//! Diagnostic events and where they are written.
//!
//! Provides:
//! - [`Diagnostic`]: the event vocabulary. `Display` renders the untagged
//!   text line, `Serialize` renders a JSONL record.
//! - [`DiagnosticSink`]: destination trait.
//! - [`StderrSink`]: tagged text lines on the process error stream.
//! - [`JsonlSink`]: one JSON object per line on any writer.
//! - [`CaptureSink`]: in-memory buffer, for tests and embedders.
//!
//! Diagnostics are advisory, so sinks swallow their own write errors.

use std::fmt;
use std::io::{self, Write};

use parking_lot::Mutex;
use serde::Serialize;

use crate::config::{COLOR_ENABLED, COLOR_RESET, TAG, TAG_COLOR};
use crate::error::InvalidDeallocation;
use crate::record::AllocationRecord;
use crate::site::CallSite;

/// One diagnostic event.
#[derive(Debug, Clone, Copy, PartialEq, Eq, Serialize)]
#[serde(tag = "event", rename_all = "snake_case")]
pub enum Diagnostic {
    /// Release of an address with no live record.
    InvalidFree { addr: usize, site: CallSite },
    /// A block still live when the report ran.
    Leak {
        addr: usize,
        size: usize,
        site: CallSite,
    },
    /// Trailer of a non-empty report.
    Summary { count: usize, bytes: usize },
    /// Trailer of an empty report.
    NoLeaks,
    /// A fatal signal was caught; a report follows.
    Fault { signal: i32 },
    /// The registry was busy; the report was skipped and stays pending.
    ReportUnavailable,
}

impl From<InvalidDeallocation> for Diagnostic {
    fn from(err: InvalidDeallocation) -> Self {
        Self::InvalidFree {
            addr: err.addr,
            site: err.site,
        }
    }
}

impl From<&AllocationRecord> for Diagnostic {
    fn from(record: &AllocationRecord) -> Self {
        Self::Leak {
            addr: record.addr,
            size: record.size,
            site: record.site,
        }
    }
}

impl fmt::Display for Diagnostic {
    fn fmt(&self, f: &mut fmt::Formatter<'_>) -> fmt::Result {
        match self {
            Self::InvalidFree { addr, site } => write!(f, "invalid free at {addr:#x} ({site})"),
            Self::Leak { addr, size, site } => write!(f, "{size} bytes at {addr:#x} ({site})"),
            Self::Summary { count, bytes } => {
                write!(f, "total ({count}) leaks, ({bytes}) bytes")
            }
            Self::NoLeaks => f.write_str("no leaks"),
            Self::Fault { signal } => write!(f, "caught signal {signal}, dumping leaks..."),
            Self::ReportUnavailable => f.write_str("registry busy, leak report skipped"),
        }
    }
}

/// Destination for diagnostics.
pub trait DiagnosticSink: Send + Sync {
    fn emit(&self, diagnostic: &Diagnostic);
}

impl<S: DiagnosticSink + ?Sized> DiagnosticSink for &S {
    fn emit(&self, diagnostic: &Diagnostic) {
        (**self).emit(diagnostic);
    }
}

impl<S: DiagnosticSink + ?Sized> DiagnosticSink for std::sync::Arc<S> {
    fn emit(&self, diagnostic: &Diagnostic) {
        (**self).emit(diagnostic);
    }
}

/// Render `diagnostic` as a full tagged line, without the newline.
#[must_use]
pub fn render_line(diagnostic: &Diagnostic, color: bool) -> String {
    if color {
        format!("{TAG_COLOR}{TAG}{COLOR_RESET} {diagnostic}")
    } else {
        format!("{TAG} {diagnostic}")
    }
}

/// Tagged text lines on stderr.
#[derive(Debug, Clone, Copy, PartialEq, Eq)]
pub struct StderrSink {
    color: bool,
}

impl StderrSink {
    #[must_use]
    pub const fn new(color: bool) -> Self {
        Self { color }
    }

    /// Colored unless built with `no-color`.
    #[must_use]
    pub const fn from_features() -> Self {
        Self::new(COLOR_ENABLED)
    }
}

impl Default for StderrSink {
    fn default() -> Self {
        Self::from_features()
    }
}

impl DiagnosticSink for StderrSink {
    fn emit(&self, diagnostic: &Diagnostic) {
        let line = render_line(diagnostic, self.color);
        // A fault notice starts on a fresh line, whatever was mid-print.
        let lead = if matches!(diagnostic, Diagnostic::Fault { .. }) {
            "\n"
        } else {
            ""
        };
        let _ = writeln!(io::stderr().lock(), "{lead}{line}");
    }
}

/// Structured log sink: one JSON object per diagnostic.
pub struct JsonlSink<W: Write + Send> {
    writer: Mutex<W>,
}

impl<W: Write + Send> JsonlSink<W> {
    pub fn new(writer: W) -> Self {
        Self {
            writer: Mutex::new(writer),
        }
    }

    pub fn into_inner(self) -> W {
        self.writer.into_inner()
    }
}

impl<W: Write + Send> DiagnosticSink for JsonlSink<W> {
    fn emit(&self, diagnostic: &Diagnostic) {
        let mut writer = self.writer.lock();
        if serde_json::to_writer(&mut *writer, diagnostic).is_ok() {
            let _ = writer.write_all(b"\n");
        }
    }
}

/// Keeps every diagnostic in memory.
#[derive(Debug, Default)]
pub struct CaptureSink {
    events: Mutex<Vec<Diagnostic>>,
}

impl CaptureSink {
    #[must_use]
    pub const fn new() -> Self {
        Self {
            events: Mutex::new(Vec::new()),
        }
    }

    #[must_use]
    pub fn events(&self) -> Vec<Diagnostic> {
        self.events.lock().clone()
    }

    /// Untagged text of every captured event.
    #[must_use]
    pub fn lines(&self) -> Vec<String> {
        self.events.lock().iter().map(ToString::to_string).collect()
    }

    pub fn clear(&self) {
        self.events.lock().clear();
    }

    #[must_use]
    pub fn invalid_frees(&self) -> Vec<Diagnostic> {
        self.events
            .lock()
            .iter()
            .filter(|event| matches!(event, Diagnostic::InvalidFree { .. }))
            .copied()
            .collect()
    }
}

impl DiagnosticSink for CaptureSink {
    fn emit(&self, diagnostic: &Diagnostic) {
        self.events.lock().push(*diagnostic);
    }
}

---*---

= TASK BRIEF =
This exercise needs every line of the listing that contains the word "derive".

= EXPECTED ANSWER =
#[derive(Debug, Clone, Copy, PartialEq, Eq, Serialize)]
#[derive(Debug, Clone, Copy, PartialEq, Eq)]
#[derive(Debug, Default)]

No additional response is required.